- Work instructions:
Look through the material below and say how many of its lines carry the string "RenderSummary". Only the number should be given.

- Provided data:
______________________________
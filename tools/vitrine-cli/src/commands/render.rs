//! Fetch remote categories and render the page.

use anyhow::{bail, Result};
use chrono::Utc;
use dialoguer::Confirm;
use vitrine_sdk::prelude::LoadOutcome;

use super::{load_page, write_output, RenderArgs, RenderSummary};
use crate::context::Context;
use crate::output::format_bytes;
use crate::page::render_document;
use crate::transport::ReqwestTransport;

/// Run the render command.
pub async fn run(args: RenderArgs, ctx: &Context) -> Result<()> {
    let mut config = ctx.config.clone();
    if let Some(url) = args.data_url {
        config.loader.data_url = url;
    }
    config.validate()?;

    let out = ctx.resolve_path(&args.out);

    ctx.output.header("Rendering category page");
    ctx.output.kv("source", &config.loader.data_url);
    ctx.output.kv("output", &out.display().to_string());

    let overwrite = if out.exists() && !args.yes {
        if ctx.output.is_json() {
            false
        } else {
            Confirm::new()
                .with_prompt(format!("{} exists. Overwrite?", out.display()))
                .default(false)
                .interact()?
        }
    } else {
        true
    };
    if !overwrite {
        bail!("{} already exists (use --yes to overwrite)", out.display());
    }

    let spinner = ctx.output.spinner("Fetching categories...");
    let ctx = Context {
        config,
        config_path: ctx.config_path.clone(),
        output: ctx.output.clone(),
        cwd: ctx.cwd.clone(),
    };
    let (outcome, page) = load_page(&ctx, ReqwestTransport::new()).await;
    spinner.finish_and_clear();

    let summary = RenderSummary::from_outcome(&outcome, Some(out.display().to_string()));
    ctx.output.phase(&outcome.phase(), summary.cards);

    let cards = match outcome {
        LoadOutcome::Rendered { cards } => cards,
        LoadOutcome::Failed(e) => {
            if ctx.output.is_json() {
                ctx.output.json(&summary);
            }
            bail!("Error loading categories: {}", e);
        }
        other => bail!("Categories not rendered ({})", other.phase().name()),
    };

    let html = format!(
        "{}\n<!-- rendered {} -->\n",
        render_document(&ctx.config, &page),
        Utc::now().to_rfc3339()
    );
    write_output(&out, &html, true)?;

    if ctx.output.is_json() {
        ctx.output.json(&summary);
    } else {
        ctx.output.success(&format!(
            "Rendered {} categories to {} ({})",
            cards,
            out.display(),
            format_bytes(html.len() as u64)
        ));
    }

    Ok(())
}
______________________________
- Result for this task:
2